Exercise:
Scan the records for "left". Report each line that includes it.

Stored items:
#####
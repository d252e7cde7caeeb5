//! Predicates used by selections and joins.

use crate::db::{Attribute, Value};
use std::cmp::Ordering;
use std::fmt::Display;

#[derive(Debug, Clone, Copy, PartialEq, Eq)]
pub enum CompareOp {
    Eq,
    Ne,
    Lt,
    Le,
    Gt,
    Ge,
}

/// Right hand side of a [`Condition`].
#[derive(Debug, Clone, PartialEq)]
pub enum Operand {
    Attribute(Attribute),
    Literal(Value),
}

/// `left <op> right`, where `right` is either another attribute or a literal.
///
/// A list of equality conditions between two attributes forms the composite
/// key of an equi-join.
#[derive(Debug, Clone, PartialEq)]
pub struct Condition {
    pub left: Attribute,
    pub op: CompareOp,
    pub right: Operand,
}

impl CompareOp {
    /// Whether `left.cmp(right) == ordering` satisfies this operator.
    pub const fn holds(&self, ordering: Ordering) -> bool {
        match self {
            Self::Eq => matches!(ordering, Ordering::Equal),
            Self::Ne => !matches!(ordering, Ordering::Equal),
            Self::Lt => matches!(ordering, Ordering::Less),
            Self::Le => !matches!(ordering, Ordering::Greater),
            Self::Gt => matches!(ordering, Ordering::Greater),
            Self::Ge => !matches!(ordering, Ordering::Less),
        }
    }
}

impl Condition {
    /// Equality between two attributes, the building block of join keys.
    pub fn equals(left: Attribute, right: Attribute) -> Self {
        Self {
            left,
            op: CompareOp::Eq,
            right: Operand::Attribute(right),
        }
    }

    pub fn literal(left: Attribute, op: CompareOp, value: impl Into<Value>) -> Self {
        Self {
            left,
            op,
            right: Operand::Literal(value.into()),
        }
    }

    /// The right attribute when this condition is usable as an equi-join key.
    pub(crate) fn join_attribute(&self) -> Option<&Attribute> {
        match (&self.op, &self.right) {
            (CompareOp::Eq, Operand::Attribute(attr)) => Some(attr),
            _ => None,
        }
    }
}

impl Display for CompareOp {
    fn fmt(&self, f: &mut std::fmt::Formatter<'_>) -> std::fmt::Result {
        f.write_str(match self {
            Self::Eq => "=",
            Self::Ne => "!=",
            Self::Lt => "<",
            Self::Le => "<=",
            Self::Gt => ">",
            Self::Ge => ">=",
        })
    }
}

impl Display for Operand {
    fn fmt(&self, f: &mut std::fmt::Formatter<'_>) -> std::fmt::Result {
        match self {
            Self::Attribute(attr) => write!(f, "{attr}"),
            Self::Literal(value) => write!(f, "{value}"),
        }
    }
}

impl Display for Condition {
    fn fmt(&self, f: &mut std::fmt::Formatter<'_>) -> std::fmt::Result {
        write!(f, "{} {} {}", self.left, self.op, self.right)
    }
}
#####
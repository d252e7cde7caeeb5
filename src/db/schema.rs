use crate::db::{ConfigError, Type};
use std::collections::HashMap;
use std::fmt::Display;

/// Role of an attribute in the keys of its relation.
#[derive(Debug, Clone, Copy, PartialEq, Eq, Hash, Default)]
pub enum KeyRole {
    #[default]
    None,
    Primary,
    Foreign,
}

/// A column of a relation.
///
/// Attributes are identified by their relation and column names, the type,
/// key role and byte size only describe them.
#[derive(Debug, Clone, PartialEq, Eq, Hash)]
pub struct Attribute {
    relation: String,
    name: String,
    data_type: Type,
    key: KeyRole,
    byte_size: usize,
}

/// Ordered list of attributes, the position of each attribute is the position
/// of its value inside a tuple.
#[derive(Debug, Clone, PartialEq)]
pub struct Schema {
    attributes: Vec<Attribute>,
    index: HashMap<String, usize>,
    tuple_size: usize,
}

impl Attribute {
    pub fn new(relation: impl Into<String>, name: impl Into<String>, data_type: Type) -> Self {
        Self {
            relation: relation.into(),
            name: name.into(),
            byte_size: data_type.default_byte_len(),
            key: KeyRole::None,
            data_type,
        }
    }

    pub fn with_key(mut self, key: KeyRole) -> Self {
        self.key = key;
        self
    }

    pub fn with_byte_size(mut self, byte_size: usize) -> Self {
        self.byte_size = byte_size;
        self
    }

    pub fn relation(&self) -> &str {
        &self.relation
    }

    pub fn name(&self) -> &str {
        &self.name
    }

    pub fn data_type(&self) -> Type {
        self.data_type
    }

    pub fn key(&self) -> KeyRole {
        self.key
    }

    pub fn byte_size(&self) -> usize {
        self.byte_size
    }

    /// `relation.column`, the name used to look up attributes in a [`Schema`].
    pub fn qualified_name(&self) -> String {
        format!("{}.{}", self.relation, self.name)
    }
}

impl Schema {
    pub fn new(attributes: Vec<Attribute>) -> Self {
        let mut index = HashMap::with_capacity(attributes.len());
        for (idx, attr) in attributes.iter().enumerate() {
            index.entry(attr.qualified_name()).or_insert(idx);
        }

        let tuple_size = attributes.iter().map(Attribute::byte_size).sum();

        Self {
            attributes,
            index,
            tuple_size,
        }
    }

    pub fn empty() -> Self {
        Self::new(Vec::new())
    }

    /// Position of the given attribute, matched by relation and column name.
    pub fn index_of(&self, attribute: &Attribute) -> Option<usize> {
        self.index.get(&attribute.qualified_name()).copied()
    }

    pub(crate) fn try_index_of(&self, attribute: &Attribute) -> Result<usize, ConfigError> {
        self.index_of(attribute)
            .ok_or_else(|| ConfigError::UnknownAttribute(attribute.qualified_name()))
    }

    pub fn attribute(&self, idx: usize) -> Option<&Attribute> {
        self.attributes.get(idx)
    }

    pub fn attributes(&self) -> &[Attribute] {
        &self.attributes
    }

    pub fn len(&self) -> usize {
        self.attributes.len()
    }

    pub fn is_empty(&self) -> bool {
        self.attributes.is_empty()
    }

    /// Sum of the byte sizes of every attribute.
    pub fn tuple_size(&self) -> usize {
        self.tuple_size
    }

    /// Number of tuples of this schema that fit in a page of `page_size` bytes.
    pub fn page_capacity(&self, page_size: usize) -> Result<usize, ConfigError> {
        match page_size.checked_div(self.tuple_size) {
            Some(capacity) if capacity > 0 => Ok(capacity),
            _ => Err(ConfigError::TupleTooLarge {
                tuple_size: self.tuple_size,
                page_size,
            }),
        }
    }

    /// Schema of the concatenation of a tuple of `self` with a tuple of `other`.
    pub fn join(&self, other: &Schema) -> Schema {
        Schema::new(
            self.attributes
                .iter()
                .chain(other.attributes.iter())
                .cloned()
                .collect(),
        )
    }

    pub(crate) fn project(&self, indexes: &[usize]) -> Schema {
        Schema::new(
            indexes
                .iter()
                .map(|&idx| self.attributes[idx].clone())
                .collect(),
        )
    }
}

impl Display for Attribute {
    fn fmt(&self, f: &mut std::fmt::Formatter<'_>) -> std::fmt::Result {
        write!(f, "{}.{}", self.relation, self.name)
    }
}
#####
Task solution:
/// `left <op> right`, where `right` is either another attribute or a literal.
    pub left: Attribute,
    /// Whether `left.cmp(right) == ordering` satisfies this operator.
    pub fn equals(left: Attribute, right: Attribute) -> Self {
            left,
    pub fn literal(left: Attribute, op: CompareOp, value: impl Into<Value>) -> Self {
            left,
        write!(f, "{} {} {}", self.left, self.op, self.right)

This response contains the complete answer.